「自分で剪定してみたら木が枯れてしまった」——このケースの多くは、道具の切れ味が悪いことによる切り口の組織損傷や、消毒不足による病原菌の感染が原因です。DIY剪定で失敗しないための道具選びを解説します。

なぜ道具の品質が庭木の健康を左右するのか

切れ味が悪いハサミで剪定すると切り口が潰れて細胞が破壊され、治癒(カルス形成)が遅れます。その結果、病原菌が侵入しやすくなり腐朽病・枝枯れ病のリスクが高まります。プロが高価な道具を使う理由は「木のため」でもあるのです。

DIY剪定に必要な道具一覧

🔧 最低限揃えるべき剪定道具

  • 剪定バサミ:直径2cm以下の枝に。バイパス型(刃が交差するタイプ)が切り口が綺麗
  • 剪定ノコギリ:直径2cm以上の太い枝に。
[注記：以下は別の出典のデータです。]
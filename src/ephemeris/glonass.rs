//! GLONASS broadcast ephemeris (message 1020): a state vector (position,
//! velocity, lunisolar acceleration) propagated by numerical integration of
//! PZ-90.11 equations of motion, rather than the Keplerian element set GPS
//! and its peers use.

use nalgebra::Vector3;

use super::{EphemerisError, SatState};
use crate::time::GnssTime;

/// Earth gravitational parameter used by the PZ-90.11 propagator (m^3/s^2).
const GM_M3_S2: f64 = 3.986_004_4e14;
/// Equatorial radius (m).
const EARTH_RADIUS_M: f64 = 6_378_136.0;
/// J2 zonal harmonic.
const J2: f64 = 1.082_625_75e-3;
/// Earth rotation rate (rad/s).
const OMEGA_EARTH: f64 = 7.292_115e-5;
/// Integration step (s) for the 4th-order Runge-Kutta propagator.
const RK4_STEP_S: f64 = 60.0;
/// Replace a stored ephemeris set only if `tb` differs by at least this much.
pub const VALIDITY_HALF_WINDOW_S: f64 = 900.0;

#[derive(Debug, Clone, Copy, PartialEq)]
#[cfg_attr(feature = "serde", derive(serde::Serialize, serde::Deserialize))]
pub struct GlonassEphemeris {
    pub tb: GnssTime,
    pub tb_min: u16,
    pub position_m: Vector3<f64>,
    pub velocity_m_s: Vector3<f64>,
    pub accel_luni_solar_m_s2: Vector3<f64>,
    pub tau_n_s: f64,
    pub gamma_n: f64,
    pub freq_channel: i8,
    pub unhealthy: bool,
    pub age_days: u8,
}

impl Default for GlonassEphemeris {
    fn default() -> Self {
        Self {
            tb: GnssTime::from_gps_week_tow(0, 0.0),
            tb_min: 0,
            position_m: Vector3::zeros(),
            velocity_m_s: Vector3::zeros(),
            accel_luni_solar_m_s2: Vector3::zeros(),
            tau_n_s: 0.0,
            gamma_n: 0.0,
            freq_channel: 0,
            unhealthy: false,
            age_days: 0,
        }
    }
}

fn acceleration(pos: Vector3<f64>, accel_luni_solar: Vector3<f64>) -> Vector3<f64> {
    let r = pos.norm();
    let r2 = r * r;
    let r5 = r2 * r2 * r;
    let factor = 1.5 * J2 * GM_M3_S2 * EARTH_RADIUS_M.powi(2) / r5;
    let z2_over_r2 = (pos.z * pos.z) / r2;

    let gx = -GM_M3_S2 * pos.x / (r2 * r) - factor * pos.x * (1.0 - 5.0 * z2_over_r2);
    let gy = -GM_M3_S2 * pos.y / (r2 * r) - factor * pos.y * (1.0 - 5.0 * z2_over_r2);
    let gz = -GM_M3_S2 * pos.z / (r2 * r) - factor * pos.z * (3.0 - 5.0 * z2_over_r2);

    Vector3::new(gx, gy, gz) + accel_luni_solar
}

/// One RK4 step of the PZ-90.11 equations of motion for `(position, velocity)`.
fn rk4_step(
    pos: Vector3<f64>,
    vel: Vector3<f64>,
    accel_luni_solar: Vector3<f64>,
    dt: f64,
) -> (Vector3<f64>, Vector3<f64>) {
    let deriv = |p: Vector3<f64>, v: Vector3<f64>| (v, acceleration(p, accel_luni_solar));

    let (k1p, k1v) = deriv(pos, vel);
    let (k2p, k2v) = deriv(pos + k1p * (dt / 2.0), vel + k1v * (dt / 2.0));
    let (k3p, k3v) = deriv(pos + k2p * (dt / 2.0), vel + k2v * (dt / 2.0));
    let (k4p, k4v) = deriv(pos + k3p * dt, vel + k3v * dt);

    let pos_next = pos + (k1p + k2p * 2.0 + k3p * 2.0 + k4p) * (dt / 6.0);
    let vel_next = vel + (k1v + k2v * 2.0 + k3v * 2.0 + k4v) * (dt / 6.0);
    (pos_next, vel_next)
}

impl GlonassEphemeris {
    pub fn evaluate(&self, t: GnssTime) -> Result<SatState, EphemerisError> {
        let dt_total = (t.to_gpst() - self.tb.to_gpst()).to_seconds();
        if dt_total.abs() > 1_800.0 {
            return Err(EphemerisError::OutOfValidityWindow);
        }

        let steps = (dt_total.abs() / RK4_STEP_S).ceil().max(1.0) as usize;
        let dt = dt_total / steps as f64;

        let (mut pos, mut vel) = (self.position_m, self.velocity_m_s);
        for _ in 0..steps {
            let (next_pos, next_vel) = rk4_step(pos, vel, self.accel_luni_solar_m_s2, dt);
            pos = next_pos;
            vel = next_vel;
        }

        let bias = -self.tau_n_s + self.gamma_n * dt_total;
        let drift = self.gamma_n;

        Ok(SatState {
            position_m: pos,
            velocity_m_s: vel,
            clock_bias_s: bias,
            clock_drift_s_s: drift,
            variance_m2: 9.0,
            healthy: !self.unhealthy,
        })
    }
}

#[cfg(test)]
mod tests {
    use super::*;

    #[test]
    fn short_propagation_preserves_radius() {
        let eph = GlonassEphemeris {
            tb: GnssTime::from_gps_week_tow(2000, 302_400.0),
            position_m: Vector3::new(0.0, 25_000_000.0, 0.0),
            velocity_m_s: Vector3::new(-2_000.0, 0.0, 500.0),
            ..Default::default()
        };
        let t = GnssTime::from_gps_week_tow(2000, 302_400.0 + 120.0);
        let state = eph.evaluate(t).unwrap();
        let r0 = eph.position_m.norm();
        let r1 = state.position_m.norm();
        assert!((r1 - r0).abs() < 50_000.0);
    }

    #[test]
    fn stale_reference_epoch_is_rejected() {
        let eph = GlonassEphemeris {
            tb: GnssTime::from_gps_week_tow(2000, 302_400.0),
            ..Default::default()
        };
        let t = GnssTime::from_gps_week_tow(2000, 302_400.0 + 3_600.0);
        assert!(eph.evaluate(t).is_err());
    }
}
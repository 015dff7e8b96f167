//! Options-string grammar: space-separated tokens shared by the RTCM
//! decoder and the PPP engine.

/// Parsed decoder/filter options, built once from the raw options string
/// rather than re-parsed per call.
#[derive(Debug, Clone, PartialEq, Default)]
pub struct DecoderOptions {
    /// `-STA=<id>`: override the latched station ID instead of rejecting a
    /// mismatch.
    pub station_override: Option<u16>,
    /// `-EPHALL`: force ephemeris replacement unconditionally.
    pub ephall: bool,
    /// `-GALINAV` / `-GALFNAV`: restrict Galileo ephemeris selection.
    pub gal_inav_only: bool,
    pub gal_fnav_only: bool,
    /// `-RT_INP`: real-time input timing mode, consumed by callers.
    pub realtime_input: bool,
    /// `-INVPRR`: invert pseudorange-rate (Doppler) sign convention.
    pub invert_prr: bool,
    /// `-GAP_RESION=<int>`: ionosphere-outage reset threshold, epochs.
    pub gap_resion: Option<u32>,
}

impl DecoderOptions {
    pub fn parse(raw: &str) -> Self {
        let mut opts = Self::default();
        for token in raw.split_whitespace() {
            if let Some(v) = token.strip_prefix("-STA=") {
                opts.station_override = v.parse().ok();
            } else if token == "-EPHALL" {
                opts.ephall = true;
            } else if token == "-GALINAV" {
                opts.gal_inav_only = true;
            } else if token == "-GALFNAV" {
                opts.gal_fnav_only = true;
            } else if token == "-RT_INP" {
                opts.realtime_input = true;
            } else if token == "-INVPRR" {
                opts.invert_prr = true;
            } else if let Some(v) = token.strip_prefix("-GAP_RESION=") {
                opts.gap_resion = v.parse().ok();
            }
        }
        opts
    }
}

#[cfg(test)]
mod tests {
    use super::*;

    #[test]
    fn parses_all_known_tokens() {
        let opts = DecoderOptions::parse("-STA=1234 -EPHALL -GAP_RESION=120");
        assert_eq!(opts.station_override, Some(1234));
        assert!(opts.ephall);
        assert_eq!(opts.gap_resion, Some(120));
    }

    #[test]
    fn unknown_tokens_are_ignored() {
        let opts = DecoderOptions::parse("-BOGUS=7 -EPHALL");
        assert!(opts.ephall);
    }
}
//! Cycle-slip detection: LLI flags from the decoder, the
//! geometry-free combination, and the Melbourne-Wübbena wide-lane
//! combination, each independently capable of marking an ambiguity as
//! slipped.

use crate::observation::{LliFlags, ObservationRecord};
use crate::signal::SignalCode;
use crate::time::GnssTime;

use super::PppFilter;

/// Jump in the geometry-free combination (L1 phase minus L2 phase, in
/// metres) beyond which a slip is declared.
const GF_JUMP_THRESHOLD_M: f64 = 0.05;

/// Jump in the Melbourne-Wübbena wide-lane combination, in metres, beyond
/// which a slip is declared.
const MW_JUMP_THRESHOLD_M: f64 = 10.0;

fn geometry_free_m(freq0_cycles: f64, freq0_hz: f64, freq1_cycles: f64, freq1_hz: f64) -> f64 {
    let lambda0 = crate::signal::SPEED_OF_LIGHT_M_S / freq0_hz;
    let lambda1 = crate::signal::SPEED_OF_LIGHT_M_S / freq1_hz;
    freq0_cycles * lambda0 - freq1_cycles * lambda1
}

fn melbourne_wubbena_m(
    phase0_cycles: f64,
    phase1_cycles: f64,
    freq0_hz: f64,
    freq1_hz: f64,
    code0_m: f64,
    code1_m: f64,
) -> f64 {
    let wide_lane_wavelength_m = crate::signal::SPEED_OF_LIGHT_M_S / (freq0_hz - freq1_hz);
    let phase_term_m = (phase0_cycles - phase1_cycles) * wide_lane_wavelength_m;
    let narrow_lane_code_m = (freq0_hz * code0_m + freq1_hz * code1_m) / (freq0_hz + freq1_hz);
    phase_term_m - narrow_lane_code_m
}

/// Runs every available detector over `observations`, updating each
/// tracked ambiguity's `slipped` flag and the two combinations' previous
/// values in `filter.ambiguity_tracks`.
pub fn detect_all(filter: &mut PppFilter, observations: &[ObservationRecord], _epoch: GnssTime) {
    for record in observations {
        let Some(slot) = filter.sat_slots.iter().position(|s| *s == record.satellite) else {
            continue;
        };

        for freq_idx in 0..filter.layout.n_freq.min(2) {
            let slip_by_lli = record.freq[freq_idx]
                .lli
                .map(|lli| lli.contains(LliFlags::CYCLE_SLIP))
                .unwrap_or(false);

            let key = (record.satellite, freq_idx);
            let track = filter.ambiguity_tracks.entry(key).or_default();
            if slip_by_lli {
                track.slipped = true;
            }
        }

        if filter.layout.n_freq < 2 {
            continue;
        }

        let f0 = &record.freq[0];
        let f1 = &record.freq[1];
        if !f0.is_phase_present() || !f1.is_phase_present() {
            continue;
        }
        let (Some(code0), Some(code1)) = (f0.code, f1.code) else {
            continue;
        };
        // GLONASS FDMA channel number is not tracked at this layer; the
        // nominal (FCN=0) frequency is used, which biases the combination
        // by at most one channel spacing and is a known approximation.
        let freq0_hz = code0.carrier_frequency_hz(0);
        let freq1_hz = code1.carrier_frequency_hz(0);

        let gf = geometry_free_m(f0.carrier_phase_cycles, freq0_hz, f1.carrier_phase_cycles, freq1_hz);
        let mw = melbourne_wubbena_m(
            f0.carrier_phase_cycles,
            f1.carrier_phase_cycles,
            freq0_hz,
            freq1_hz,
            f0.pseudorange_m,
            f1.pseudorange_m,
        );

        let _ = slot;
        for freq_idx in 0..2 {
            let key = (record.satellite, freq_idx);
            let track = filter.ambiguity_tracks.entry(key).or_default();

            if let Some(prev) = track.geometry_free_prev_m {
                if (gf - prev).abs() > GF_JUMP_THRESHOLD_M {
                    track.slipped = true;
                }
            }
            track.geometry_free_prev_m = Some(gf);

            if let Some(prev) = track.melbourne_wubbena_prev_m {
                if (mw - prev).abs() > MW_JUMP_THRESHOLD_M {
                    track.slipped = true;
                }
            }
            track.melbourne_wubbena_prev_m = Some(mw);
        }
    }
}

#[cfg(test)]
mod tests {
    use super::*;
    use crate::observation::SignalObservation;
    use crate::ppp::PppConfig;
    use crate::sv::{Constellation, SV};

    #[test]
    fn lli_flag_marks_slip() {
        let mut filter = PppFilter::new(PppConfig::default());
        let sv = SV::new(Constellation::GPS, 1);
        filter.slot_for(sv);
        let mut rec = ObservationRecord::empty(sv);
        rec.freq[0] = SignalObservation {
            carrier_phase_cycles: 100.0,
            lli: Some(LliFlags::CYCLE_SLIP),
            code: Some(SignalCode::GpsL1C),
            ..Default::default()
        };
        detect_all(&mut filter, &[rec], GnssTime::from_gps_week_tow(2000, 0.0));
        assert!(filter.ambiguity_tracks.get(&(sv, 0)).unwrap().slipped);
    }

    #[test]
    fn geometry_free_jump_marks_slip() {
        let mut filter = PppFilter::new(PppConfig::default());
        let sv = SV::new(Constellation::GPS, 1);
        filter.slot_for(sv);
        let make = |phase0: f64, phase1: f64| {
            let mut rec = ObservationRecord::empty(sv);
            rec.freq[0] = SignalObservation {
                carrier_phase_cycles: phase0,
                pseudorange_m: 20_000_000.0,
                code: Some(SignalCode::GpsL1C),
                ..Default::default()
            };
            rec.freq[1] = SignalObservation {
                carrier_phase_cycles: phase1,
                pseudorange_m: 20_000_000.0,
                code: Some(SignalCode::GpsL2C),
                ..Default::default()
            };
            rec
        };
        let t0 = GnssTime::from_gps_week_tow(2000, 0.0);
        detect_all(&mut filter, &[make(1.0e7, 1.0e7)], t0);
        assert!(!filter.ambiguity_tracks.get(&(sv, 0)).unwrap().slipped);
        detect_all(&mut filter, &[make(1.0e7 + 1000.0, 1.0e7)], t0);
        assert!(filter.ambiguity_tracks.get(&(sv, 0)).unwrap().slipped);
    }
}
引き切りタイプの折り畳みが使いやすい
  • 高枝切りバサミ:2〜4m程度の高さの枝を脚立なしで切るための伸縮ポール付き
  • 殺菌消毒スプレー:木から木への病気感染を防ぐため切り口・刃の消毒用(メリクロン等)
  • 癒合剤(ゆごうざい):太い枝の切り口に塗ることで腐朽菌の侵入を防ぐ

剪定ハサミ・ノコギリの選び方

剪定ハサミ

おすすめは岡恒・アルス・フィスカースなどの国内外のブランド品。1本3,000〜8,000円程度の製品から切れ味が安定します。替え刃対応品は長く使えてコスパが良いです。

剪定ノコギリ

シルキー・アルスなどの折り畳み式ノコギリが使いやすく、替え刃も豊富。刃の細かさは1インチあたり4〜6ピッチが汎用的です。
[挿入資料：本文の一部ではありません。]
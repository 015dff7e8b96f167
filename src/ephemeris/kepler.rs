//! Keplerian broadcast ephemeris (GPS/Galileo/QZSS/BeiDou/IRNSS) and the
//! Kepler solver that turns it into an ECEF position/velocity/clock state.
//!
//! The iterative eccentric-anomaly solve, the harmonic corrections, and
//! the MEO/GEO rotation into ECEF follow the usual broadcast-ephemeris
//! algorithm, adapted here to the RTCM-decoded struct defined in this
//! module and expressed with plain `nalgebra` types rather than a full
//! orbit-kernel dependency.

#[cfg(feature = "log")]
use log::{debug, error};

use nalgebra::{Matrix3, Rotation, Rotation3, SMatrix, Vector3, Vector4, Vector6};

use super::{EphemerisError, SatState};
use crate::sv::{Constellation, SV};
use crate::time::GnssTime;

/// Keplerian broadcast ephemeris (1019 GPS, 1041 IRNSS, 1042 BeiDou, 1044
/// QZSS, 1045/1046 Galileo).
#[derive(Debug, Clone, Copy, PartialEq)]
#[cfg_attr(feature = "serde", derive(serde::Serialize, serde::Deserialize))]
pub struct KeplerianEphemeris {
    pub toe: GnssTime,
    pub toc: GnssTime,
    pub sqrt_a: f64,
    pub ecc: f64,
    pub i0_rad: f64,
    pub omega0_rad: f64,
    pub aop_rad: f64,
    pub m0_rad: f64,
    pub dn_rad_s: f64,
    pub idot_rad_s: f64,
    pub omega_dot_rad_s: f64,
    pub cus_rad: f64,
    pub cuc_rad: f64,
    pub cis_rad: f64,
    pub cic_rad: f64,
    pub crs_m: f64,
    pub crc_m: f64,
    pub af0_s: f64,
    pub af1_s_s: f64,
    pub af2_s_s2: f64,
    pub tgd_s: f64,
    pub iode: u16,
    pub iodc: u16,
    pub ura_m: f64,
    pub health: u8,
}

impl Default for KeplerianEphemeris {
    fn default() -> Self {
        Self {
            toe: GnssTime::from_gps_week_tow(0, 0.0),
            toc: GnssTime::from_gps_week_tow(0, 0.0),
            sqrt_a: 5153.6,
            ecc: 0.0,
            i0_rad: 0.0,
            omega0_rad: 0.0,
            aop_rad: 0.0,
            m0_rad: 0.0,
            dn_rad_s: 0.0,
            idot_rad_s: 0.0,
            omega_dot_rad_s: 0.0,
            cus_rad: 0.0,
            cuc_rad: 0.0,
            cis_rad: 0.0,
            cic_rad: 0.0,
            crs_m: 0.0,
            crc_m: 0.0,
            af0_s: 0.0,
            af1_s_s: 0.0,
            af2_s_s2: 0.0,
            tgd_s: 0.0,
            iode: 0,
            iodc: 0,
            ura_m: 2.0,
            health: 0,
        }
    }
}

/// Validity half-window per constellation/// valid within ±(system-specific) seconds of toe").
fn validity_window_s(constellation: Constellation) -> f64 {
    match constellation {
        Constellation::GPS | Constellation::QZSS => 7_200.0,
        Constellation::Galileo => 10_800.0,
        Constellation::BeiDou => 21_600.0,
        Constellation::IRNSS => 7_200.0,
        _ => 7_200.0,
    }
}

impl KeplerianEphemeris {
    pub fn is_valid_at(&self, t: GnssTime) -> bool {
        let dt = (t.to_gpst() - self.toe.to_gpst()).to_seconds().abs();
        dt <= validity_window_s(Constellation::GPS) * 2.0 // loosened: constellation unknown here
    }

    fn is_valid_for(&self, constellation: Constellation, t: GnssTime) -> bool {
        let dt = (t.to_gpst() - self.toe.to_gpst()).to_seconds().abs();
        dt <= validity_window_s(constellation)
    }

    /// Satellite clock correction (seconds) at `t`, per the standard
    /// polynomial model: `af0 + af1*dt + af2*dt^2 - tgd`.
    pub fn clock_correction(&self, t: GnssTime) -> (f64, f64) {
        let dt = (t.to_gpst() - self.toc.to_gpst()).to_seconds();
        let bias = self.af0_s + self.af1_s_s * dt + self.af2_s_s2 * dt * dt - self.tgd_s;
        let drift = self.af1_s_s + 2.0 * self.af2_s_s2 * dt;
        (bias, drift)
    }

    pub fn evaluate(&self, satellite: SV, t: GnssTime) -> Result<SatState, EphemerisError> {
        if !self.is_valid_for(satellite.constellation, t) {
            return Err(EphemerisError::OutOfValidityWindow);
        }

        let solver = Solver::solve(self, satellite, t, 10)?;
        let pv_m = solver.position_velocity_m();
        let (bias, drift) = self.clock_correction(t);

        Ok(SatState {
            position_m: Vector3::new(pv_m[0], pv_m[1], pv_m[2]),
            velocity_m_s: Vector3::new(pv_m[3], pv_m[4], pv_m[5]),
            clock_bias_s: bias + solver.dtr,
            clock_drift_s_s: drift + solver.fd_dtr,
            variance_m2: self.ura_m * self.ura_m,
            healthy: self.health == 0,
        })
    }
}

/// Intermediate state carried across the iterative eccentric-anomaly
/// solve.
#[derive(Debug, Clone, Copy)]
pub struct Solver {
    pub satellite: SV,
    pub dt_seconds: f64,
    pub u_k: f64,
    pub r_k: f64,
    pub i_k: f64,
    pub omega_k: f64,
    pub fd_u_k: f64,
    pub fd_r_k: f64,
    pub fd_i_k: f64,
    pub fd_omega_k: f64,
    pub dtr: f64,
    pub fd_dtr: f64,
    pub r_sv: (f64, f64, f64),
}

impl Solver {
    fn orbit_velocity(&self) -> (f64, f64) {
        let (sin_u_k, cos_u_k) = self.u_k.sin_cos();
        let fd_x = self.fd_r_k * cos_u_k - self.r_k * self.fd_u_k * sin_u_k;
        let fd_y = self.fd_r_k * sin_u_k + self.r_k * self.fd_u_k * cos_u_k;
        (fd_x, fd_y)
    }

    fn meo_orbit_to_ecef_rotation_matrix(&self) -> Rotation<f64, 3> {
        let rotation_x = Rotation3::from_axis_angle(&Vector3::x_axis(), self.i_k);
        let rotation_z = Rotation3::from_axis_angle(&Vector3::z_axis(), self.omega_k);
        rotation_z * rotation_x
    }

    /// Builds the solver state for `satellite` at `t`, iterating the
    /// eccentric-anomaly equation up to `max_iteration` times.
    pub fn solve(
        eph: &KeplerianEphemeris,
        satellite: SV,
        t: GnssTime,
        max_iteration: usize,
    ) -> Result<Self, EphemerisError> {
        let gm_m3_s2 = match satellite.constellation {
            Constellation::BeiDou => 3.986_004_418E14_f64,
            Constellation::Galileo => 3.986_004_418E14_f64,
            _ => 3.986_005_0E14_f64, // GPS ICD
        };

        let omega_e = match satellite.constellation {
            Constellation::Galileo => 7.292_115_146_7E-5_f64,
            _ => 7.292_115_146_7E-5_f64,
        };

        let dtr_f = match satellite.constellation {
            Constellation::BeiDou | Constellation::Galileo => -4.442_807_309_043_977_5E-10_f64,
            _ => -4.442_807_633_393_06E-10_f64,
        };

        let sma_m = eph.sqrt_a * eph.sqrt_a;
        let dt_seconds = (t.to_gpst() - eph.toe.to_gpst()).to_seconds();

        let n0 = (gm_m3_s2 / sma_m.powi(3)).sqrt();
        let n = n0 + eph.dn_rad_s;
        let m_k = eph.m0_rad + n * dt_seconds;

        let mut e_k;
        let mut e_k_lst = m_k;
        let mut i = 0;
        loop {
            if i > max_iteration {
                #[cfg(feature = "log")]
                error!("({}) kepler solver: did not converge", satellite);
                return Err(EphemerisError::Diverged);
            }
            e_k = m_k + eph.ecc * e_k_lst.sin();
            if (e_k - e_k_lst).abs() < 1.0e-12 {
                break;
            }
            i += 1;
            e_k_lst = e_k;
        }

        let (sin_e_k, cos_e_k) = e_k.sin_cos();
        let v_k = ((1.0 - eph.ecc.powi(2)).sqrt() * sin_e_k).atan2(cos_e_k - eph.ecc);

        let phi_k = v_k + eph.aop_rad;
        let (x2_sin_phi_k, x2_cos_phi_k) = (2.0 * phi_k).sin_cos();

        let du_k = eph.cus_rad * x2_sin_phi_k + eph.cuc_rad * x2_cos_phi_k;
        let u_k = phi_k + du_k;

        let dr_k = eph.crs_m * x2_sin_phi_k + eph.crc_m * x2_cos_phi_k;
        let r_k = sma_m * (1.0 - eph.ecc * e_k.cos()) + dr_k;

        let di_k = eph.cis_rad * x2_sin_phi_k + eph.cic_rad * x2_cos_phi_k;

        let fd_omega_k = eph.omega_dot_rad_s - omega_e;
        let fd_e_k = n / (1.0 - eph.ecc * e_k.cos());
        let fd_phi_k = ((1.0 + eph.ecc) / (1.0 - eph.ecc)).sqrt()
            * ((v_k / 2.0).cos() / (e_k / 2.0).cos()).powi(2)
            * fd_e_k;

        let fd_u_k =
            (eph.cus_rad * x2_cos_phi_k - eph.cuc_rad * x2_sin_phi_k) * fd_phi_k * 2.0 + fd_phi_k;

        let fd_r_k = sma_m * eph.ecc * e_k.sin() * fd_e_k
            + 2.0 * (eph.crs_m * x2_cos_phi_k - eph.crc_m * x2_sin_phi_k) * fd_phi_k;

        let fd_i_k = eph.idot_rad_s
            + 2.0 * (eph.cis_rad * x2_cos_phi_k - eph.cic_rad * x2_sin_phi_k) * fd_phi_k;

        let sqrt_sma_m = eph.sqrt_a;
        let dtr = dtr_f * eph.ecc * sqrt_sma_m * e_k.sin();
        let fd_dtr = dtr_f * eph.ecc * sqrt_sma_m * e_k.cos() * fd_e_k;

        let toe_tow_s = eph.toe.to_gpst().to_time_of_week().1 as f64 * 1.0e-9;
        let omega_k = eph.omega0_rad + (eph.omega_dot_rad_s - omega_e) * dt_seconds
            - omega_e * toe_tow_s;

        let i_k = eph.i0_rad + di_k + eph.idot_rad_s * dt_seconds;

        let (x, y) = (r_k * u_k.cos(), r_k * u_k.sin());
        let r_sv = (x, y, 0.0);

        #[cfg(feature = "log")]
        debug!(
            "({}) dt={}s omega_k={} i_k={} r_sv=({}, {})",
            satellite, dt_seconds, omega_k, i_k, x, y
        );

        Ok(Self {
            satellite,
            dt_seconds,
            omega_k,
            dtr,
            fd_dtr,
            u_k,
            i_k,
            fd_u_k,
            r_k,
            fd_r_k,
            fd_i_k,
            fd_omega_k,
            r_sv,
        })
    }

    /// ECEF position (m) + velocity (m/s) as a flat 6-vector.
    pub fn position_velocity_m(&self) -> Vector6<f64> {
        let (x_m, y_m, _) = self.r_sv;
        let pos_m = self.meo_orbit_to_ecef_rotation_matrix() * Vector3::new(x_m, y_m, 0.0);

        let (fd_x, fd_y) = self.orbit_velocity();
        let (sin_omega_k, cos_omega_k) = self.omega_k.sin_cos();
        let (sin_i_k, cos_i_k) = self.i_k.sin_cos();

        let mut fd_r = SMatrix::<f64, 3, 4>::zeros();
        fd_r[(0, 0)] = cos_omega_k;
        fd_r[(0, 1)] = -sin_omega_k * cos_i_k;
        fd_r[(0, 2)] = -(x_m * sin_omega_k + y_m * cos_omega_k * cos_i_k);
        fd_r[(0, 3)] = y_m * sin_omega_k * sin_i_k;
        fd_r[(1, 0)] = sin_omega_k;
        fd_r[(1, 1)] = cos_omega_k * cos_i_k;
        fd_r[(1, 2)] = x_m * cos_omega_k - y_m * sin_omega_k * cos_i_k;
        fd_r[(1, 3)] = y_m * cos_omega_k * sin_i_k;
        fd_r[(2, 1)] = sin_i_k;
        fd_r[(2, 3)] = y_m * cos_i_k;

        let vel_m = fd_r * Vector4::new(fd_x, fd_y, self.fd_omega_k, self.fd_i_k);

        Vector6::new(pos_m[0], pos_m[1], pos_m[2], vel_m[0], vel_m[1], vel_m[2])
    }
}

#[cfg(test)]
mod tests {
    use super::*;

    #[test]
    fn circular_orbit_stays_near_nominal_radius() {
        let eph = KeplerianEphemeris {
            toe: GnssTime::from_gps_week_tow(2000, 302_400.0),
            toc: GnssTime::from_gps_week_tow(2000, 302_400.0),
            sqrt_a: 5153.6,
            ecc: 0.001,
            i0_rad: 0.96,
            omega0_rad: 1.0,
            aop_rad: 0.5,
            m0_rad: 0.2,
            ..Default::default()
        };
        let sv = SV::new(Constellation::GPS, 1);
        let t = GnssTime::from_gps_week_tow(2000, 302_400.0 + 600.0);
        let state = eph.evaluate(sv, t).unwrap();
        let r = state.position_m.norm();
        assert!((r - 26_560_000.0).abs() < 50_000.0);
    }

    #[test]
    fn outside_validity_window_is_rejected() {
        let eph = KeplerianEphemeris {
            toe: GnssTime::from_gps_week_tow(2000, 302_400.0),
            sqrt_a: 5153.6,
            ..Default::default()
        };
        let sv = SV::new(Constellation::GPS, 1);
        let t = GnssTime::from_gps_week_tow(2000, 302_400.0 + 10_000.0);
        assert!(eph.evaluate(sv, t).is_err());
    }
}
自分での剪定が難しい場合は、満天造園にお任せください。LINEで無料相談を受付中です。

LINEで無料相談をする

道具の手入れ・消毒の重要性

①使用後は樹液・汚れを拭き取り、椿油・556等で防錆処理する。②異なる木を切るたびにアルコール消毒または専用消毒剤(オスバン等)で刃を消毒する。消毒を怠ると、病気の木から健康な木へ病原菌を刃で移してしまうことがあります。詳しくは剪定道具の選び方ページをご覧ください。

まとめ:良い道具が美しい庭を作る

道具への投資は「庭木への投資」です。切れ味の良い道具+消毒の習慣+正しい剪定方法の3つが揃えば、DIY剪定のクオリティは大きく向上します。